DATA TO USE ::
■ ■ ■ ■ ■
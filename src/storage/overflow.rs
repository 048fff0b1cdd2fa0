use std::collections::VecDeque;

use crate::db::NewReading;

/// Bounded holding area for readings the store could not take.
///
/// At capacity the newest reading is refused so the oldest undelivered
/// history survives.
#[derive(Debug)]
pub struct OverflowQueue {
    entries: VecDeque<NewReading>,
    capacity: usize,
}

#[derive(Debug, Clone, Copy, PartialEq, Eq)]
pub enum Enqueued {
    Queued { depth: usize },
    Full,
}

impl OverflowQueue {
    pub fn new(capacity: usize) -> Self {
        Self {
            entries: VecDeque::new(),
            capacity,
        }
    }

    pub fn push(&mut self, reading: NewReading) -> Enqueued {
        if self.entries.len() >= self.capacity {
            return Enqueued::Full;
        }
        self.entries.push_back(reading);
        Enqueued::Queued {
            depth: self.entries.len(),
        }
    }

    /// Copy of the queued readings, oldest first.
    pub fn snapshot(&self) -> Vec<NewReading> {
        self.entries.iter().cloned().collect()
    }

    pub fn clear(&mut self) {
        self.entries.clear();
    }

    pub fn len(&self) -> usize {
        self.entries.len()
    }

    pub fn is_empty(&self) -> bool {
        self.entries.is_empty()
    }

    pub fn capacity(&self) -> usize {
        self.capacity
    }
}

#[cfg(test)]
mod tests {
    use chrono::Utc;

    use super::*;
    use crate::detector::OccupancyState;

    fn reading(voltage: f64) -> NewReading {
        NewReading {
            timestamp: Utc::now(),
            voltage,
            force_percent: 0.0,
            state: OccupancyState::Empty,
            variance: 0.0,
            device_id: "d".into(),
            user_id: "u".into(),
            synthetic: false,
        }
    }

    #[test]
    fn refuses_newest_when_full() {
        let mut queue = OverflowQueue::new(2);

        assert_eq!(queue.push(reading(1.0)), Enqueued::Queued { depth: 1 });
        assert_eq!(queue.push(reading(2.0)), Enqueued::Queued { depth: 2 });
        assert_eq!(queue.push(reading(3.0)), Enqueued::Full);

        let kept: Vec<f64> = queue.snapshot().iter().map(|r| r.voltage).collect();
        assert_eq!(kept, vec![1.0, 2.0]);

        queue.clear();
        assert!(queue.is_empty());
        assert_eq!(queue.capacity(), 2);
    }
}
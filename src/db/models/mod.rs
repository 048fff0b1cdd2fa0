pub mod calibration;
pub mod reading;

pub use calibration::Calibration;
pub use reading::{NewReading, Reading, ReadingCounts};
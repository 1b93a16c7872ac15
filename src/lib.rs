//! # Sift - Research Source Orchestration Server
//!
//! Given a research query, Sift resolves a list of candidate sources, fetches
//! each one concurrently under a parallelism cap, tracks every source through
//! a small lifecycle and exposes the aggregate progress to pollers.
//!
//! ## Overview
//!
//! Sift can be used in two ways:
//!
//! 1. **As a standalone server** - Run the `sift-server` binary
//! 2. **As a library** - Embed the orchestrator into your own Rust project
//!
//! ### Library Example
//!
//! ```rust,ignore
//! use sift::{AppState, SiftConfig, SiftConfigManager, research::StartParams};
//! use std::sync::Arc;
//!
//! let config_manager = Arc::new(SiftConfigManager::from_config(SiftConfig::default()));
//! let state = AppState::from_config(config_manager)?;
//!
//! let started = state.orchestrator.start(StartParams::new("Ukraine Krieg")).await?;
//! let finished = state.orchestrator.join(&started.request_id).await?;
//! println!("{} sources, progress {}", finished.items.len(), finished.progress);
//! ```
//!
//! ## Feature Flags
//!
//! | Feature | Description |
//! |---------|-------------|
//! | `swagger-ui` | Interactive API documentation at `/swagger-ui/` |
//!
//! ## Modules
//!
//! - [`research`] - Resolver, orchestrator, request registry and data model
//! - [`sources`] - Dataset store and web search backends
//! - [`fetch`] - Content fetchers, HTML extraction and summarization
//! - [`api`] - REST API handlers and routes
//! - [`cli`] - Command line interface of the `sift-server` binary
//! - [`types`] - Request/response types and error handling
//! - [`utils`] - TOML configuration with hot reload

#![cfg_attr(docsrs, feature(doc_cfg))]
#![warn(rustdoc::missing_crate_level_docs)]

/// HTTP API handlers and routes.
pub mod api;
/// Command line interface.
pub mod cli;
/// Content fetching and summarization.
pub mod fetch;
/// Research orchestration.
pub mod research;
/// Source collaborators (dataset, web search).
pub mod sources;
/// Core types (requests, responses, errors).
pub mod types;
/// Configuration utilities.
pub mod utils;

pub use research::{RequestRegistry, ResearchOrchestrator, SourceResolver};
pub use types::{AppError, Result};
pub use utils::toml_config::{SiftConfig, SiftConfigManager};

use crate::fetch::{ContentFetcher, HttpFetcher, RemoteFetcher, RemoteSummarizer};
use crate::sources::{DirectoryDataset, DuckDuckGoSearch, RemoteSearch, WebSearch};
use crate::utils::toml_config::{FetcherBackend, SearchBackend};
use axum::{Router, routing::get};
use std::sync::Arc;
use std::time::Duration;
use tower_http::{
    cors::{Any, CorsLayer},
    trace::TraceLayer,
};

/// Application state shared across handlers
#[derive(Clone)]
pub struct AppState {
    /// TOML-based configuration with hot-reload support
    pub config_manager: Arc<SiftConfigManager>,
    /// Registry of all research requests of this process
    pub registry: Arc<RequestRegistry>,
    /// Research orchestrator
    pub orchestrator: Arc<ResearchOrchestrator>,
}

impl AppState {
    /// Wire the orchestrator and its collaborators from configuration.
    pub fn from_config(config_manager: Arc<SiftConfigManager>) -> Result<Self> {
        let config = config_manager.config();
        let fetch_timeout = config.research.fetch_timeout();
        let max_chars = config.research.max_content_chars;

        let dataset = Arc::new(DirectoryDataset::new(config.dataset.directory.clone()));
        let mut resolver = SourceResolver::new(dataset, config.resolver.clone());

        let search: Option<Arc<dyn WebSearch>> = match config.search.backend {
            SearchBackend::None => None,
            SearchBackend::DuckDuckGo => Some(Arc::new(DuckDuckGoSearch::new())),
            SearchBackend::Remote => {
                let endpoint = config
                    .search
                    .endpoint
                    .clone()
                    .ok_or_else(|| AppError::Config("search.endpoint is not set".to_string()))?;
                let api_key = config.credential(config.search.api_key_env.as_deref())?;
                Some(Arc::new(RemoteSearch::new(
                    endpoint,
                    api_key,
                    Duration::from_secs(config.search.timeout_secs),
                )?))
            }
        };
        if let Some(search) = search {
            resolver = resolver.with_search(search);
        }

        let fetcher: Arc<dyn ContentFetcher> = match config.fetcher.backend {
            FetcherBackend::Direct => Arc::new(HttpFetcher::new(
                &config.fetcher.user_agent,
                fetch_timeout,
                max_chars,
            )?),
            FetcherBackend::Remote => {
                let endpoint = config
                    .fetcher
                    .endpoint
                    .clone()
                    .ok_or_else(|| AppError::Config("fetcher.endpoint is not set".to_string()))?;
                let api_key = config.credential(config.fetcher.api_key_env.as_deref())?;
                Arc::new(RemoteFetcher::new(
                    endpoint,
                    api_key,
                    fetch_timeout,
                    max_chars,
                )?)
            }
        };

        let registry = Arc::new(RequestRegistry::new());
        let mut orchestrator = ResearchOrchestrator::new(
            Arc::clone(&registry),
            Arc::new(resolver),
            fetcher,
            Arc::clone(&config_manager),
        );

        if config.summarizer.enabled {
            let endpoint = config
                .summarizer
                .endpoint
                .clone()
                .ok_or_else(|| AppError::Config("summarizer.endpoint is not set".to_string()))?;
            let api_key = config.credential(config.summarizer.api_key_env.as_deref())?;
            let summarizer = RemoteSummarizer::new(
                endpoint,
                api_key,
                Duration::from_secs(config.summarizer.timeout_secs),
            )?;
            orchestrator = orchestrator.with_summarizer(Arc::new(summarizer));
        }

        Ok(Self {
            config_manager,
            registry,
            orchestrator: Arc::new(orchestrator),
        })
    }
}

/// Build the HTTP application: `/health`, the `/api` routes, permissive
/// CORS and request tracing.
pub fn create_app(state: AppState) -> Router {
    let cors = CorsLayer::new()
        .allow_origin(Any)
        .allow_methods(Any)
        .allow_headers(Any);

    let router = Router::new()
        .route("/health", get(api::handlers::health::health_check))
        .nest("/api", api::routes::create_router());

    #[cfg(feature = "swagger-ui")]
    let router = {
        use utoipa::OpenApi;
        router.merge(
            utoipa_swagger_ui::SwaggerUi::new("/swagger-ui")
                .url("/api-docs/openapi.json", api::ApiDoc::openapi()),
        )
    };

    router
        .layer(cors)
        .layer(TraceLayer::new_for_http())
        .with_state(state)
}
■ ■ ■ ■ ■
EXERCISE OBJECTIVE :: Reading through the records above, report each line in which the string "Command" is found.

RESULT OF THIS TASK ::
//! - [`cli`] - Command line interface of the `sift-server` binary
/// Command line interface.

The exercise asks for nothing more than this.